**Try it**
Produce word for word the lines of the data below running from the one that has "let registry = tracing_subscriber::registry().with(filter);" to the one that has "flow = flow.with_solver(solver.clone());", inclusive, and no others.

**Entries taken from a collection**
=== Section Start ===

use std::path::PathBuf;
use std::sync::Arc;

use anyhow::{Context, Result};
use clap::{Parser, Subcommand};
use secrecy::ExposeSecret;
use tokenwarden::browser::chrome::ChromeLauncher;
use tokenwarden::cache::TokenCache;
use tokenwarden::config::{default_config_path, Config};
use tokenwarden::credentials::{CredentialStore, CAPTCHA_API_KEY};
use tokenwarden::duration::format_duration;
use tokenwarden::login::{BrowserAuthenticator, LoginFlow, LoginMode, LoginSettings};
use tokenwarden::manager::{ManagerSettings, TokenManager, TokenStatus};
use tokenwarden::solver::{ChallengeSolver, TwoCaptchaClient, TwoCaptchaConfig};
use tracing::{debug, warn};
use tracing_subscriber::{fmt, prelude::*, EnvFilter};

const DEFAULT_LOG_FILTER: &str =
    "info,chromiumoxide=warn,chromiumoxide::conn=off,chromiumoxide::handler=off";

#[derive(Parser)]
#[command(name = "tokenwarden")]
#[command(about = "Keeps a bearer token for a challenge-protected web app fresh")]
struct Cli {
    /// Path to config file
    #[arg(short, long)]
    config: Option<PathBuf>,

    /// Show the browser window during automated logins
    #[arg(long, global = true)]
    visible: bool,

    /// Emit logs as JSON lines on stderr
    #[arg(long, global = true)]
    log_json: bool,

    #[command(subcommand)]
    command: Option<Command>,
}

#[derive(Subcommand)]
enum Command {
    /// Print a valid token, logging in first if needed (default)
    Token,
    /// Log in now
    Login {
        /// Log in even if the cached token is still valid
        #[arg(long)]
        force: bool,
        /// Open a browser window and wait for a human to log in
        #[arg(long)]
        manual: bool,
    },
    /// Show the cached token's expiry
    Status {
        #[arg(long)]
        json: bool,
    },
    /// Delete the cached token
    Clear,
    /// Show the solving service balance
    Balance,
    /// Store a token obtained elsewhere
    Import { token: String },
}

fn init_tracing(json: bool) {
    let filter =
        EnvFilter::try_from_default_env().unwrap_or_else(|_| EnvFilter::new(DEFAULT_LOG_FILTER));
    let layer = fmt::layer()
        .with_writer(std::io::stderr)
        .with_target(true)
        .with_level(true);

    let registry = tracing_subscriber::registry().with(filter);
    if json {
        registry.with(layer.json()).init();
    } else {
        registry.with(layer).init();
    }
}

async fn build_solver(config: &Config, store: &dyn CredentialStore) -> Option<Arc<dyn ChallengeSolver>> {
    let api_key = match store.get(CAPTCHA_API_KEY).await {
        Ok(Some(key)) if !key.expose_secret().trim().is_empty() => key,
        Ok(_) => {
            warn!("No solver API key configured; challenges can't be solved");
            return None;
        }
        Err(err) => {
            warn!(error = %format!("{err:#}"), "Failed to read solver API key");
            return None;
        }
    };

    let solver_config = TwoCaptchaConfig {
        method: config.solver.method.clone(),
        poll_interval: config.solver.poll_interval,
        request_timeout: config.solver.request_timeout,
    };
    match TwoCaptchaClient::new(api_key, solver_config) {
        Ok(client) => Some(Arc::new(client.with_base_url(&config.solver.base_url))),
        Err(err) => {
            warn!(error = %err, "Failed to create solver HTTP client");
            None
        }
    }
}

/// Build the manager. `interactive` wires up the browser and solver; plain
/// cache operations don't need either.
async fn build_manager(
    config: &Config,
    visible: bool,
    interactive: bool,
) -> TokenManager {
    let cache = match &config.cache_path {
        Some(path) => TokenCache::with_path(path),
        None => TokenCache::new(),
    };
    debug!(path = %cache.path().display(), "Using token cache");

    let mut manager =
        TokenManager::new(cache, ManagerSettings::from_config(config));
    if !interactive {
        return manager;
    }

    let store: Arc<dyn CredentialStore> = Arc::from(config.credentials.build());
    let solver = build_solver(config, store.as_ref()).await;

    let mut launcher = ChromeLauncher::new();
    if let Some(dir) = &config.profile_dir {
        launcher = launcher.with_profile_dir(dir);
    }
    if let Some(exe) = &config.chrome_executable {
        launcher = launcher.with_executable(exe);
    }

    let mut flow = LoginFlow::new(LoginSettings::from_config(config));
    if let Some(solver) = &solver {
        flow = flow.with_solver(solver.clone());
        manager = manager.with_solver(solver.clone());
    }

    let authenticator = BrowserAuthenticator::new(Arc::new(launcher), flow, store)
        .headless(config.headless && !visible)
        .min_balance(config.solver.min_balance);

    manager.with_authenticator(Arc::new(authenticator))
}

fn print_status(status: &TokenStatus) {
    println!("Token:   {}", status.preview);
    println!(
        "Expires: {} ({} left{})",
        status.expiry.format("%Y-%m-%d %H:%M:%S UTC"),
        format_duration(status.remaining),
        if status.expiry_assumed { ", assumed" } else { "" }
    );
    println!("Updated: {}", status.updated.format("%Y-%m-%d %H:%M:%S UTC"));
    println!("Valid:   {}", if status.valid { "yes" } else { "no (renewal due)" });
    if !status.persisted {
        println!("Warning: token not saved to the cache file");
    }
}

fn status_json(status: Option<&TokenStatus>) -> serde_json::Value {
    match status {
        Some(s) => serde_json::json!({
            "present": true,
            "valid": s.valid,
            "expiry": s.expiry.to_rfc3339(),
            "expiry_assumed": s.expiry_assumed,
            "updated": s.updated.to_rfc3339(),
            "remaining_secs": s.remaining.as_secs(),
            "token_preview": s.preview,
            "persisted": s.persisted,
        }),
        None => serde_json::json!({ "present": false, "valid": false }),
    }
}

#[tokio::main]
async fn main() -> Result<()> {
    let cli = Cli::parse();
    init_tracing(cli.log_json);

    let config_path = cli.config.clone().unwrap_or_else(default_config_path);
    let config = Config::load_or_default(&config_path)
        .with_context(|| format!("Failed to load config: {}", config_path.display()))?;

    let command = cli.command.unwrap_or(Command::Token);
    let interactive = matches!(command, Command::Token | Command::Login { .. } | Command::Balance);
    let manager = build_manager(&config, cli.visible, interactive).await;

    let cancel = manager.cancellation_token();
    tokio::spawn(async move {
        if tokio::signal::ctrl_c().await.is_ok() {
            warn!("Interrupted, cancelling");
            cancel.cancel();
        }
    });

    match command {
        Command::Token => {
            let token = manager.get_token().await?;
            println!("{token}");
        }
        Command::Login { force, manual } => {
            let mode = if manual {
                LoginMode::Manual
            } else {
                LoginMode::Automated
            };
            manager.login_with(mode, force).await?;
            if let Some(status) = manager.status().await {
                print_status(&status);
            }
        }
        Command::Status { json } => {
            let status = manager.status().await;
            if json {
                println!("{}", serde_json::to_string_pretty(&status_json(status.as_ref()))?);
            } else {
                match status {
                    Some(status) => print_status(&status),
                    None => println!("No cached token ({})", manager.cache().path().display()),
                }
            }
        }
        Command::Clear => {
            manager.clear_cache().await?;
            println!("Cleared {}", manager.cache().path().display());
        }
        Command::Balance => {
            let balance = manager.get_balance().await?;
            println!("{balance}");
        }
        Command::Import { token } => {
            let status = manager.import_token(&token).await?;
            print_status(&status);
        }
    }

    Ok(())
}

=== Section End ===

**Exercise output**
    let registry = tracing_subscriber::registry().with(filter);
    if json {
        registry.with(layer.json()).init();
    } else {
        registry.with(layer).init();
    }
}

async fn build_solver(config: &Config, store: &dyn CredentialStore) -> Option<Arc<dyn ChallengeSolver>> {
    let api_key = match store.get(CAPTCHA_API_KEY).await {
        Ok(Some(key)) if !key.expose_secret().trim().is_empty() => key,
        Ok(_) => {
            warn!("No solver API key configured; challenges can't be solved");
            return None;
        }
        Err(err) => {
            warn!(error = %format!("{err:#}"), "Failed to read solver API key");
            return None;
        }
    };

    let solver_config = TwoCaptchaConfig {
        method: config.solver.method.clone(),
        poll_interval: config.solver.poll_interval,
        request_timeout: config.solver.request_timeout,
    };
    match TwoCaptchaClient::new(api_key, solver_config) {
        Ok(client) => Some(Arc::new(client.with_base_url(&config.solver.base_url))),
        Err(err) => {
            warn!(error = %err, "Failed to create solver HTTP client");
            None
        }
    }
}

/// Build the manager. `interactive` wires up the browser and solver; plain
/// cache operations don't need either.
async fn build_manager(
    config: &Config,
    visible: bool,
    interactive: bool,
) -> TokenManager {
    let cache = match &config.cache_path {
        Some(path) => TokenCache::with_path(path),
        None => TokenCache::new(),
    };
    debug!(path = %cache.path().display(), "Using token cache");

    let mut manager =
        TokenManager::new(cache, ManagerSettings::from_config(config));
    if !interactive {
        return manager;
    }

    let store: Arc<dyn CredentialStore> = Arc::from(config.credentials.build());
    let solver = build_solver(config, store.as_ref()).await;

    let mut launcher = ChromeLauncher::new();
    if let Some(dir) = &config.profile_dir {
        launcher = launcher.with_profile_dir(dir);
    }
    if let Some(exe) = &config.chrome_executable {
        launcher = launcher.with_executable(exe);
    }

    let mut flow = LoginFlow::new(LoginSettings::from_config(config));
    if let Some(solver) = &solver {
        flow = flow.with_solver(solver.clone());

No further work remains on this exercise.